__Exercise description__
Using the records below, repeat exactly the lines from the one holding "self.fetch_docs(&q).await" through the one holding "async fn insert(&self, book: NewBook)", both ends included, and no others.

__Records for the exercise__

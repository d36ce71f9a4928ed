//! PostgreSQL store: one `books` table with the document in a JSONB column.

use super::{list_projection, plan_window, read_projection, typed_filters, BookStore};
use crate::error::{AppError, ConfigError};
use crate::query::QuerySpec;
use crate::reports::{BookStats, MonthlyPlan, MonthlyPlanReport, StatsReport};
use crate::schema::{BookPatch, NewBook};
use crate::sql::{self, PgBindValue, QueryBuf, TABLE};
use async_trait::async_trait;
use serde_json::Value;
use sqlx::postgres::{PgArguments, PgPoolOptions, PgRow};
use sqlx::{ConnectOptions, PgPool, Postgres, Row};
use std::str::FromStr;
use uuid::Uuid;

pub struct PgBookStore {
    pool: PgPool,
}

impl PgBookStore {
    pub fn new(pool: PgPool) -> Self {
        PgBookStore { pool }
    }

    /// Create the database and table when missing, then open a pool.
    pub async fn connect(database_url: &str, max_connections: u32) -> Result<Self, AppError> {
        ensure_database_exists(database_url).await?;
        let pool = PgPoolOptions::new()
            .max_connections(max_connections)
            .connect(database_url)
            .await?;
        ensure_schema(&pool).await?;
        Ok(Self::new(pool))
    }

    async fn fetch_docs(&self, q: &QueryBuf) -> Result<Vec<Value>, AppError> {
        let rows = prepared(q).fetch_all(&self.pool).await?;
        rows.iter().map(doc_column).collect()
    }

    async fn fetch_doc(&self, q: &QueryBuf) -> Result<Option<Value>, AppError> {
        let row = prepared(q).fetch_optional(&self.pool).await?;
        row.as_ref().map(doc_column).transpose()
    }
}

fn prepared(q: &QueryBuf) -> sqlx::query::Query<'_, Postgres, PgArguments> {
    tracing::debug!(sql = %q.sql, params = ?q.params, "query");
    q.params
        .iter()
        .fold(sqlx::query(&q.sql), |query, p| query.bind(PgBindValue::from_json(p)))
}

fn doc_column(row: &PgRow) -> Result<Value, AppError> {
    Ok(row.try_get::<Value, _>("doc")?)
}

fn stats_row(row: &PgRow) -> Result<BookStats, AppError> {
    Ok(BookStats {
        difficulty: row.try_get("difficulty")?,
        num_books: row.try_get("num_books")?,
        num_ratings: row.try_get("num_ratings")?,
        avg_rating: row.try_get("avg_rating")?,
        avg_price: row.try_get("avg_price")?,
        min_price: row.try_get("min_price")?,
        max_price: row.try_get("max_price")?,
    })
}

fn plan_row(row: &PgRow) -> Result<MonthlyPlan, AppError> {
    let books = match row.try_get::<Value, _>("books")? {
        Value::Array(items) => items,
        _ => Vec::new(),
    };
    Ok(MonthlyPlan {
        num_book_starts: row.try_get("num_book_starts")?,
        books,
        month: row.try_get("month")?,
    })
}

#[async_trait]
impl BookStore for PgBookStore {
    fn backend(&self) -> &'static str {
        "postgres"
    }

    async fn ping(&self) -> Result<(), AppError> {
        sqlx::query("SELECT 1").fetch_optional(&self.pool).await?;
        Ok(())
    }

    async fn find(&self, spec: &QuerySpec) -> Result<Vec<Value>, AppError> {
        let filters = typed_filters(spec)?;
        let q = sql::select_books(&filters, &spec.sort, &list_projection(spec), spec.skip, spec.limit);
        self.fetch_docs(&q).await
    }

    async fn find_by_id(&self, id: Uuid) -> Result<Option<Value>, AppError> {
        self.fetch_doc(&sql::select_by_id(&id, &read_projection())).await
    }

    async fn insert(&self, book: NewBook) -> Result<Value, AppError> {
        let q = sql::insert(&Uuid::new_v4(), &book.0);
        self.fetch_doc(&q)
            .await?
            .ok_or(AppError::Db(sqlx::Error::RowNotFound))
    }

    async fn update_by_id(&self, id: Uuid, patch: BookPatch) -> Result<Option<Value>, AppError> {
        self.fetch_doc(&sql::update(&id, &patch.0, &read_projection())).await
    }

    async fn delete_by_id(&self, id: Uuid) -> Result<bool, AppError> {
        let row = prepared(&sql::delete(&id)).fetch_optional(&self.pool).await?;
        Ok(row.is_some())
    }

    async fn book_stats(&self, report: &StatsReport) -> Result<Vec<BookStats>, AppError> {
        let rows = prepared(&sql::book_stats(report)).fetch_all(&self.pool).await?;
        rows.iter().map(stats_row).collect()
    }

    async fn monthly_plan(&self, report: &MonthlyPlanReport) -> Result<Vec<MonthlyPlan>, AppError> {
        let (start, end) = plan_window(report)?;
        let rows = prepared(&sql::monthly_plan(report, start, end))
            .fetch_all(&self.pool)
            .await?;
        rows.iter().map(plan_row).collect()
    }
}

/// Create the books table, its index and the start-date parser if missing. Idempotent.
pub async fn ensure_schema(pool: &PgPool) -> Result<(), AppError> {
    let ddl = format!(
        r#"
        CREATE TABLE IF NOT EXISTS {} (
            id UUID PRIMARY KEY,
            doc JSONB NOT NULL DEFAULT '{{}}'::jsonb,
            created_at TIMESTAMPTZ NOT NULL DEFAULT NOW(),
            version BIGINT NOT NULL DEFAULT 0
        )
        "#,
        quote_ident(TABLE)
    );
    sqlx::query(&ddl).execute(pool).await?;
    let index = format!(
        "CREATE INDEX IF NOT EXISTS {} ON {} (created_at)",
        quote_ident(&format!("{}_created_at_idx", TABLE)),
        quote_ident(TABLE)
    );
    sqlx::query(&index).execute(pool).await?;
    sqlx::query(&sql::start_date_function()).execute(pool).await?;
    Ok(())
}

/// Ensure the database in `database_url` exists; create it if not. Connects to the
/// default `postgres` database to run CREATE DATABASE. Call before creating the main pool.
pub async fn ensure_database_exists(database_url: &str) -> Result<(), AppError> {
    let (admin_url, db_name) = parse_db_name_from_url(database_url)?;
    if db_name.is_empty() || db_name == "postgres" {
        return Ok(());
    }
    let opts = sqlx::postgres::PgConnectOptions::from_str(&admin_url).map_err(|_| {
        ConfigError::Invalid {
            key: "DATABASE_URL",
            value: database_url.to_string(),
        }
    })?;
    let mut conn: sqlx::PgConnection = opts.connect().await?;
    let exists: (bool,) = sqlx::query_as("SELECT EXISTS(SELECT 1 FROM pg_database WHERE datname = $1)")
        .bind(&db_name)
        .fetch_one(&mut conn)
        .await?;
    if !exists.0 {
        tracing::info!(database = %db_name, "creating database");
        sqlx::query(&format!("CREATE DATABASE {}", quote_ident(&db_name)))
            .execute(&mut conn)
            .await?;
    }
    Ok(())
}

fn parse_db_name_from_url(url: &str) -> Result<(String, String), AppError> {
    let invalid = || ConfigError::Invalid {
        key: "DATABASE_URL",
        value: url.to_string(),
    };
    let scheme_end = url.find("://").ok_or_else(invalid)? + 3;
    let path_start = url[scheme_end..].find('/').ok_or_else(invalid)? + scheme_end + 1;
    let path_and_query = url.get(path_start..).unwrap_or("");
    let db_name = path_and_query.split('?').next().unwrap_or("").trim();
    let base = url.get(..path_start).unwrap_or(url);
    let admin_url = format!("{}postgres", base);
    Ok((admin_url, db_name.to_string()))
}

fn quote_ident(name: &str) -> String {
    format!("\"{}\"", name.replace('"', "\"\""))
}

__Problem solution__
        self.fetch_docs(&q).await
    }

    async fn find_by_id(&self, id: Uuid) -> Result<Option<Value>, AppError> {
        self.fetch_doc(&sql::select_by_id(&id, &read_projection())).await
    }

    async fn insert(&self, book: NewBook) -> Result<Value, AppError> {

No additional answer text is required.